How does a consumer commit offsets in Kafka?:: Consumers do not directly write to the __consumer_offsets topic, they instead interact with a broker that has been elected to manage that topic, which is the Group Coordinator broker
A consumer starts and has auto.offset.reset=none, and the topic partition currently has data for offsets going from 45 to 2311. The consumer group has committed the offset 10 for the topic before. Where will the consumer read from?:: auto.offset.reset=none means that the consumer will crash if the offsets it's recovering from have been deleted from Kafka, which is the case here, as 10 < 45
In the Kafka consumer metrics it is observed that fetch-rate is very high and each fetch is small. What steps will you take to increase throughput?:: Increase fetch.min.bytes This will allow consumers to wait and receive more bytes in each fetch request.
A producer just sent a message to the leader broker for a topic partition. The producer used acks=1 and therefore the data has not yet been replicated to followers. Under which conditions will the consumer see the message?:: When the high watermark has advanced. The high watermark is an advanced Kafka concept, and is advanced once all the ISR replicates the latest offsets. A consumer can only read up to the value of the High Watermark (which can be less than the highest offset, in the case of acks=1)
To read data from a topic, the following configuration is needed for the consumers:: any broker to connect to, and the topic name. All brokers can respond to Metadata request, so a client can connect to any broker in the cluster.
To allow consumers in a group to resume at the previously committed offset, I need to make sure the consumers in a group use the same...:: group.id Setting a group.id that's consistent across restarts will allow your consumers part of the same group to resume reading from where offsets were last committed for that group
There are 3 producers writing to a topic with 5 partitions. There are 10 consumers consuming from the topic as part of the same group. How many consumers will remain idle?:: 5 One consumer per partition assignment will keep 5 consumers idle.

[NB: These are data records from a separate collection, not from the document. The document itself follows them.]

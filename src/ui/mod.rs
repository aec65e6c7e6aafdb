pub mod style;

use std::ops::Range;

use ratatui::{
    layout::{Constraint, Direction, Layout, Rect},
    style::Style,
    text::{Line, Span},
    widgets::{Block, Borders, Clear, Padding, Paragraph, Wrap},
    Frame,
};
use unicode_segmentation::UnicodeSegmentation;
use unicode_width::UnicodeWidthStr;

use crate::dialog::{Dialog, MenuItem, MessageKind};
use crate::editor::Editor;
use crate::mode::Mode;

const KEY_HINTS: &str =
    " ^O open  ^S save  F12 save as  ^Q quit  F10 menu  ^F find  ^R replace  ^K delete line  Alt+=/- font  Tab/Esc switch pane";

pub struct PaneLayout {
    pub tree: Rect,
    pub separator: Rect,
    pub text: Rect,
    pub status: Rect,
    pub hints: Rect,
}

fn in_ranges(ranges: &[Range<usize>], offset: usize) -> bool {
    ranges.iter().any(|r| r.contains(&offset))
}

fn centered_rect(width: u16, height: u16, area: Rect) -> Rect {
    let width = width.min(area.width);
    let height = height.min(area.height);
    Rect::new(
        area.x + (area.width - width) / 2,
        area.y + (area.height - height) / 2,
        width,
        height,
    )
}

impl Editor {
    pub fn layout(&self, area: Rect) -> PaneLayout {
        let rows = Layout::default()
            .direction(Direction::Vertical)
            .constraints([Constraint::Min(1), Constraint::Length(1), Constraint::Length(1)])
            .split(area);
        let columns = Layout::default()
            .direction(Direction::Horizontal)
            .constraints([
                Constraint::Length(self.tree_width),
                Constraint::Length(1),
                Constraint::Min(0),
            ])
            .split(rows[0]);
        PaneLayout {
            tree: columns[0],
            separator: columns[1],
            text: columns[2],
            status: rows[1],
            hints: rows[2],
        }
    }

    pub fn draw_tree_view(&self, f: &mut Frame, area: Rect) {
        let tree_block = Block::default()
            .title("Files")
            .padding(Padding::horizontal(1));
        let inner_area = tree_block.inner(area);
        let mut lines = Vec::new();

        for (i, row) in self.tree_rows.iter().enumerate().skip(self.tree_scroll_pos) {
            if i >= self.tree_scroll_pos + inner_area.height as usize {
                break;
            }
            let indicator = match (row.is_directory, row.expanded) {
                (true, true) => "[-]",
                (true, false) => "[+]",
                (false, _) => "   ",
            };
            let indent = "  ".repeat(row.depth);
            let mut line = Line::from(format!("{indent}{indicator}{}", row.label));
            if row.is_directory {
                line = line.style(self.style.tree_directory);
            }
            if i == self.selected_item_index && self.mode == Mode::Tree {
                line = line.patch_style(self.style.tree_selected);
            }
            lines.push(line);
        }
        let paragraph = Paragraph::new(lines).block(tree_block);
        f.render_widget(paragraph, area);
    }

    fn draw_text_view(&self, f: &mut Frame, area: Rect) {
        let gutter = self.gutter_width();
        let chunks = Layout::default()
            .direction(Direction::Horizontal)
            .constraints([Constraint::Length(gutter), Constraint::Min(0)])
            .split(area);

        let text = self.buffer.text();
        let painted = self.highlighter.paint(text.len());
        let selection: Vec<Range<usize>> = self.buffer.selection().into_iter().collect();

        let mut numbers = Vec::new();
        let mut content = Vec::new();
        for (row, (line_start, line)) in self
            .buffer
            .lines()
            .enumerate()
            .skip(self.buffer.top_row)
            .take(area.height as usize)
        {
            let number = format!("{:>width$} ", row + 1, width = gutter as usize - 1);
            numbers.push(Line::from(Span::styled(number, self.style.line_number)));

            let mut spans: Vec<Span> = Vec::new();
            let mut run = String::new();
            let mut run_style = Style::default();
            for (i, grapheme) in line.grapheme_indices(true) {
                let offset = line_start + i;
                let mut style = painted[offset]
                    .map(|s| self.style.syntax(s))
                    .unwrap_or_default();
                if in_ranges(&self.search_matches, offset) {
                    style = style.patch(self.style.search_match);
                }
                if in_ranges(&selection, offset) {
                    style = style.patch(self.style.selection);
                }
                if style != run_style && !run.is_empty() {
                    spans.push(Span::styled(std::mem::take(&mut run), run_style));
                }
                run_style = style;
                run.push_str(grapheme);
            }
            if !run.is_empty() {
                spans.push(Span::styled(run, run_style));
            }
            content.push(Line::from(spans));
        }

        f.render_widget(Paragraph::new(numbers), chunks[0]);
        f.render_widget(
            Paragraph::new(content).scroll((0, self.scroll_offset_col as u16)),
            chunks[1],
        );

        if self.mode == Mode::Insert && self.dialog.is_none() {
            let (row, col) = self.buffer.cursor_position();
            let pre_cursor_text: String = self
                .buffer
                .lines()
                .nth(row)
                .map(|(_, line)| line.graphemes(true).take(col).collect())
                .unwrap_or_default();
            let pre_cursor_width = UnicodeWidthStr::width(pre_cursor_text.as_str());
            let cursor_x = chunks[1].x
                + (pre_cursor_width as u16).saturating_sub(self.scroll_offset_col as u16);
            let cursor_y = area.y + (row as u16).saturating_sub(self.buffer.top_row as u16);
            f.set_cursor(cursor_x, cursor_y);
        }
    }

    fn draw_status_bar(&self, f: &mut Frame, panes: &PaneLayout) {
        let filename = self
            .buffer
            .filename
            .as_ref()
            .map_or("[No Name]".to_string(), |p| p.display().to_string());
        let modified_str = if self.buffer.modified { "[+]" } else { "" };
        let status_left = format!("-- {} -- {} {}", self.mode_str(), filename, modified_str);
        let (row, col) = self.buffer.cursor_position();
        let status_right = format!("font {}  {}:{} ", self.font_size, row + 1, col + 1);
        let padding = (panes.status.width as usize)
            .saturating_sub(status_left.width() + status_right.width());

        let status_bar = Paragraph::new(Line::from(vec![
            Span::raw(status_left),
            Span::raw(" ".repeat(padding)),
            Span::raw(status_right),
        ]))
        .style(
            Style::default()
                .fg(self.style.status_bar_foreground)
                .bg(self.style.status_bar_background),
        );
        f.render_widget(status_bar, panes.status);
        f.render_widget(Paragraph::new(KEY_HINTS).style(self.style.line_number), panes.hints);
    }

    fn draw_dialog(&self, f: &mut Frame, area: Rect) {
        let Some(dialog) = &self.dialog else {
            return;
        };
        match dialog {
            Dialog::Prompt(prompt) => {
                let rect = centered_rect(60, 5, area);
                let block = Block::default()
                    .title(prompt.title())
                    .borders(Borders::ALL)
                    .border_style(self.style.dialog_border);
                let inner = block.inner(rect);
                let body = Paragraph::new(vec![
                    Line::from(prompt.label()),
                    Line::from(prompt.input.as_str()),
                ])
                .block(block);
                f.render_widget(Clear, rect);
                f.render_widget(body, rect);

                let input_width = prompt.input.width() as u16;
                let cursor_x = (inner.x + input_width).min(inner.right().saturating_sub(1));
                f.set_cursor(cursor_x, inner.y + 1);
            }
            Dialog::Message(message) => {
                let rect = centered_rect(60, 7, area);
                let border_style = match message.kind {
                    MessageKind::Info => self.style.dialog_border,
                    MessageKind::Error => self.style.error_border,
                };
                let block = Block::default()
                    .title(message.title())
                    .borders(Borders::ALL)
                    .border_style(border_style);
                let body = Paragraph::new(vec![
                    Line::from(message.text.as_str()),
                    Line::from(""),
                    Line::from(Span::styled("press any key", self.style.line_number)),
                ])
                .wrap(Wrap { trim: true })
                .block(block);
                f.render_widget(Clear, rect);
                f.render_widget(body, rect);
            }
            Dialog::Menu { selected } => {
                let rect = Rect::new(area.x, area.y, 26, MenuItem::ALL.len() as u16 + 2)
                    .intersection(area);
                let lines: Vec<Line> = MenuItem::ALL
                    .iter()
                    .enumerate()
                    .map(|(i, item)| {
                        let line = Line::from(item.label());
                        if i == *selected {
                            line.style(self.style.tree_selected)
                        } else {
                            line
                        }
                    })
                    .collect();
                let block = Block::default()
                    .title("File")
                    .borders(Borders::ALL)
                    .border_style(self.style.dialog_border);
                f.render_widget(Clear, rect);
                f.render_widget(Paragraph::new(lines).block(block), rect);
            }
        }
    }

    pub fn ui(&self, f: &mut Frame) {
        let panes = self.layout(f.size());

        self.draw_tree_view(f, panes.tree);
        let separator_area = panes.separator;
        for y in separator_area.y..separator_area.bottom() {
            f.buffer_mut().get_mut(separator_area.x, y).set_symbol("│");
        }

        self.draw_text_view(f, panes.text);
        self.draw_status_bar(f, &panes);
        self.draw_dialog(f, f.size());
    }
}

#[cfg(test)]
mod tests {
    use super::*;
    use crate::clipboard::Clipboard;
    use crate::config::Config;
    use ratatui::{backend::TestBackend, Terminal};
    use std::fs;
    use tempfile::tempdir;

    fn screen_text(terminal: &Terminal<TestBackend>) -> String {
        let buffer = terminal.backend().buffer();
        let mut out = String::new();
        for y in 0..buffer.area.height {
            for x in 0..buffer.area.width {
                out.push_str(buffer.get(x, y).symbol());
            }
            out.push('\n');
        }
        out
    }

    #[test]
    fn renders_tree_text_and_status() {
        let dir = tempdir().unwrap();
        fs::create_dir(dir.path().join("src")).unwrap();
        let file = dir.path().join("hello.py");
        fs::write(&file, "print('hi')\n").unwrap();

        let config = Config {
            root: Some(dir.path().to_path_buf()),
            file: Some(file.clone()),
            ..Config::default()
        };
        let editor = Editor::new(&config, Clipboard::in_memory()).unwrap();

        let mut terminal = Terminal::new(TestBackend::new(100, 12)).unwrap();
        terminal.draw(|f| editor.ui(f)).unwrap();
        let screen = screen_text(&terminal);

        assert!(screen.contains("Files"));
        assert!(screen.contains("[+]src"));
        assert!(screen.contains("hello.py"));
        assert!(screen.contains("print('hi')"));
        assert!(screen.contains("font 12"));
    }

    #[test]
    fn renders_message_dialog() {
        let dir = tempdir().unwrap();
        let config = Config { root: Some(dir.path().to_path_buf()), ..Config::default() };
        let mut editor = Editor::new(&config, Clipboard::in_memory()).unwrap();
        editor.show_message(MessageKind::Error, "Cannot open file: nope");

        let mut terminal = Terminal::new(TestBackend::new(80, 20)).unwrap();
        terminal.draw(|f| editor.ui(f)).unwrap();
        let screen = screen_text(&terminal);
        assert!(screen.contains("Error"));
        assert!(screen.contains("Cannot open file: nope"));
    }
}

A consumer sends a request to commit offset 2000. There is a temporary communication problem, so the broker never gets the request and therefore never responds. Meanwhile, the consumer processed another batch and successfully committed offset 3000. What should you do?:: In this case, because the offset 3000 has been committed and all the messages between 0 and 3000 have all been processed, it is okay not to have committed offset 2000. The right answer is to do "nothing", this behaviour is acceptable
A topic has three replicas and you set min.insync.replicas to 2. If two out of three replicas are not available, what happens when a consume request is sent to broker?:: Data will be returned from the remaining in-sync replica
Consumer failed to process record # 10 and succeeded in processing record # 11. Select the course of action that you should choose to guarantee at least once processing:: Do not commit until successfully processing the record #10 Here, you shouldn't commit offsets 11 or 10 as it would indicate that the message #10 has been processed successfully.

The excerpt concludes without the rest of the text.